START Supplied records

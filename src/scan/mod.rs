// Copyright 2025-present Harīṣh Tummalachērla
// SPDX-License-Identifier: Apache-2.0

//! Single-pass anchored scan of an input buffer.
//!
//! The scanner moves left to right once. A letter following a non-letter
//! (or the start of the buffer) is an **anchor**, and only anchors start a
//! trie walk; letters inside a run never re-anchor. Digits, punctuation and
//! whitespace end a run.
//!
//! ```text
//! a1b2cc
//! ^ ^ ^        anchors at 0, 2, 4
//! ```
//!
//! Row and column are carried along as a [`Position`] value, independent of
//! anchoring, and every record reports the position of its anchor.
//!
//! This is not Aho-Corasick: there are no failure links. Work is bounded by
//! (number of letter runs) × (trie depth), which is linear for ordinary text.

pub mod position;
#[cfg(feature = "parallel")]
pub mod shard;
pub mod walk;

use std::ops::Range;

use crate::classify::{Classifier, CLASSIFIER};
use crate::error::Result;
use crate::report::{AmbiguityPolicy, MatchRecord, MatchSink};
use crate::trie::PatternTrie;

pub use position::Position;
pub use walk::{walk, Walk, MIN_MATCH_LEN};

/// Anchors of a buffer (or a range of it) with their positions.
pub struct Anchors<'b, 'c> {
    buffer: &'b [u8],
    classifier: &'c Classifier,
    cursor: usize,
    end: usize,
    position: Position,
    inside: bool,
}

impl<'b, 'c> Anchors<'b, 'c> {
    /// Anchors in `range`. `start` must be the position of `range.start`,
    /// and `range.start` must not be inside a letter run that began earlier.
    pub fn new(
        buffer: &'b [u8],
        classifier: &'c Classifier,
        range: Range<usize>,
        start: Position,
    ) -> Self {
        Self {
            buffer,
            classifier,
            cursor: range.start,
            end: range.end.min(buffer.len()),
            position: start,
            inside: false,
        }
    }
}

impl Iterator for Anchors<'_, '_> {
    type Item = (usize, Position);

    fn next(&mut self) -> Option<Self::Item> {
        while self.cursor < self.end {
            let offset = self.cursor;
            let byte = self.buffer[offset];
            let position = self.position;
            self.position = position.advance(byte);
            self.cursor += 1;

            if !self.classifier.is_letter(byte) {
                self.inside = false;
                continue;
            }
            if !self.inside {
                self.inside = true;
                return Some((offset, position));
            }
        }
        None
    }
}

/// Scans input buffers against a built [`PatternTrie`].
#[derive(Debug, Clone, Copy)]
pub struct Scanner<'t, 'c> {
    trie: &'t PatternTrie,
    classifier: &'c Classifier,
    policy: AmbiguityPolicy,
}

impl<'t> Scanner<'t, 'static> {
    pub fn new(trie: &'t PatternTrie) -> Self {
        Self::with_classifier(trie, &CLASSIFIER)
    }
}

impl<'t, 'c> Scanner<'t, 'c> {
    pub fn with_classifier(trie: &'t PatternTrie, classifier: &'c Classifier) -> Self {
        Self {
            trie,
            classifier,
            policy: AmbiguityPolicy::default(),
        }
    }

    pub fn policy(mut self, policy: AmbiguityPolicy) -> Self {
        self.policy = policy;
        self
    }

    pub fn classifier(&self) -> &'c Classifier {
        self.classifier
    }

    /// Anchors of the whole buffer.
    pub fn anchors<'b>(&self, buffer: &'b [u8]) -> Anchors<'b, 'c> {
        Anchors::new(buffer, self.classifier, 0..buffer.len(), Position::start())
    }

    /// Walk the trie from one anchor.
    pub fn walk_at(&self, buffer: &[u8], anchor: usize) -> Walk<'t> {
        walk(buffer, anchor, anchor, self.trie.root(), self.policy)
    }

    /// Scan the whole buffer, handing each record to `sink` as it is found.
    /// Returns the number of records reported.
    pub fn scan(&self, buffer: &[u8], sink: &mut impl MatchSink) -> Result<usize> {
        self.scan_range(buffer, 0..buffer.len(), Position::start(), sink)
    }

    /// Scan only the anchors inside `range`. Walks may read past
    /// `range.end`; a match is owned by the range holding its anchor.
    pub fn scan_range(
        &self,
        buffer: &[u8],
        range: Range<usize>,
        start: Position,
        sink: &mut impl MatchSink,
    ) -> Result<usize> {
        let mut reported = 0;
        for (anchor, position) in Anchors::new(buffer, self.classifier, range, start) {
            if let Walk::Reported { end, resolution } = self.walk_at(buffer, anchor) {
                let matched = String::from_utf8_lossy(&buffer[anchor..end]);
                for pattern in resolution.patterns() {
                    sink.report(MatchRecord {
                        row: position.row,
                        column: position.column,
                        offset: anchor,
                        matched: matched.clone().into_owned(),
                        pattern: pattern.to_string(),
                    })?;
                    reported += 1;
                }
            }
        }
        Ok(reported)
    }

    /// Every record of the buffer, in order.
    pub fn matches(&self, buffer: &[u8]) -> Vec<MatchRecord> {
        let mut records: Vec<MatchRecord> = Vec::new();
        // Collecting into a Vec cannot fail
        let _ = self.scan(buffer, &mut records);
        records
    }
}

END Supplied records

**Exercise directions:**
Would you return all of the data exactly as it stands above?

**Result:**
filename src/scan/mod.rs
// Copyright 2025-present Harīṣh Tummalachērla
// SPDX-License-Identifier: Apache-2.0

//! Single-pass anchored scan of an input buffer.
//!
//! The scanner moves left to right once. A letter following a non-letter
//! (or the start of the buffer) is an **anchor**, and only anchors start a
//! trie walk; letters inside a run never re-anchor. Digits, punctuation and
//! whitespace end a run.
//!
//! ```text
//! a1b2cc
//! ^ ^ ^        anchors at 0, 2, 4
//! ```
//!
//! Row and column are carried along as a [`Position`] value, independent of
//! anchoring, and every record reports the position of its anchor.
//!
//! This is not Aho-Corasick: there are no failure links. Work is bounded by
//! (number of letter runs) × (trie depth), which is linear for ordinary text.

pub mod position;
#[cfg(feature = "parallel")]
pub mod shard;
pub mod walk;

use std::ops::Range;

use crate::classify::{Classifier, CLASSIFIER};
use crate::error::Result;
use crate::report::{AmbiguityPolicy, MatchRecord, MatchSink};
use crate::trie::PatternTrie;

pub use position::Position;
pub use walk::{walk, Walk, MIN_MATCH_LEN};

/// Anchors of a buffer (or a range of it) with their positions.
pub struct Anchors<'b, 'c> {
    buffer: &'b [u8],
    classifier: &'c Classifier,
    cursor: usize,
    end: usize,
    position: Position,
    inside: bool,
}

impl<'b, 'c> Anchors<'b, 'c> {
    /// Anchors in `range`. `start` must be the position of `range.start`,
    /// and `range.start` must not be inside a letter run that began earlier.
    pub fn new(
        buffer: &'b [u8],
        classifier: &'c Classifier,
        range: Range<usize>,
        start: Position,
    ) -> Self {
        Self {
            buffer,
            classifier,
            cursor: range.start,
            end: range.end.min(buffer.len()),
            position: start,
            inside: false,
        }
    }
}

impl Iterator for Anchors<'_, '_> {
    type Item = (usize, Position);

    fn next(&mut self) -> Option<Self::Item> {
        while self.cursor < self.end {
            let offset = self.cursor;
            let byte = self.buffer[offset];
            let position = self.position;
            self.position = position.advance(byte);
            self.cursor += 1;

            if !self.classifier.is_letter(byte) {
                self.inside = false;
                continue;
            }
            if !self.inside {
                self.inside = true;
                return Some((offset, position));
            }
        }
        None
    }
}

/// Scans input buffers against a built [`PatternTrie`].
#[derive(Debug, Clone, Copy)]
pub struct Scanner<'t, 'c> {
    trie: &'t PatternTrie,
    classifier: &'c Classifier,
    policy: AmbiguityPolicy,
}

impl<'t> Scanner<'t, 'static> {
    pub fn new(trie: &'t PatternTrie) -> Self {
        Self::with_classifier(trie, &CLASSIFIER)
    }
}

impl<'t, 'c> Scanner<'t, 'c> {
    pub fn with_classifier(trie: &'t PatternTrie, classifier: &'c Classifier) -> Self {
        Self {
            trie,
            classifier,
            policy: AmbiguityPolicy::default(),
        }
    }

    pub fn policy(mut self, policy: AmbiguityPolicy) -> Self {
        self.policy = policy;
        self
    }

    pub fn classifier(&self) -> &'c Classifier {
        self.classifier
    }

    /// Anchors of the whole buffer.
    pub fn anchors<'b>(&self, buffer: &'b [u8]) -> Anchors<'b, 'c> {
        Anchors::new(buffer, self.classifier, 0..buffer.len(), Position::start())
    }

    /// Walk the trie from one anchor.
    pub fn walk_at(&self, buffer: &[u8], anchor: usize) -> Walk<'t> {
        walk(buffer, anchor, anchor, self.trie.root(), self.policy)
    }

    /// Scan the whole buffer, handing each record to `sink` as it is found.
    /// Returns the number of records reported.
    pub fn scan(&self, buffer: &[u8], sink: &mut impl MatchSink) -> Result<usize> {
        self.scan_range(buffer, 0..buffer.len(), Position::start(), sink)
    }

    /// Scan only the anchors inside `range`. Walks may read past
    /// `range.end`; a match is owned by the range holding its anchor.
    pub fn scan_range(
        &self,
        buffer: &[u8],
        range: Range<usize>,
        start: Position,
        sink: &mut impl MatchSink,
    ) -> Result<usize> {
        let mut reported = 0;
        for (anchor, position) in Anchors::new(buffer, self.classifier, range, start) {
            if let Walk::Reported { end, resolution } = self.walk_at(buffer, anchor) {
                let matched = String::from_utf8_lossy(&buffer[anchor..end]);
                for pattern in resolution.patterns() {
                    sink.report(MatchRecord {
                        row: position.row,
                        column: position.column,
                        offset: anchor,
                        matched: matched.clone().into_owned(),
                        pattern: pattern.to_string(),
                    })?;
                    reported += 1;
                }
            }
        }
        Ok(reported)
    }

    /// Every record of the buffer, in order.
    pub fn matches(&self, buffer: &[u8]) -> Vec<MatchRecord> {
        let mut records: Vec<MatchRecord> = Vec::new();
        // Collecting into a Vec cannot fail
        let _ = self.scan(buffer, &mut records);
        records
    }
}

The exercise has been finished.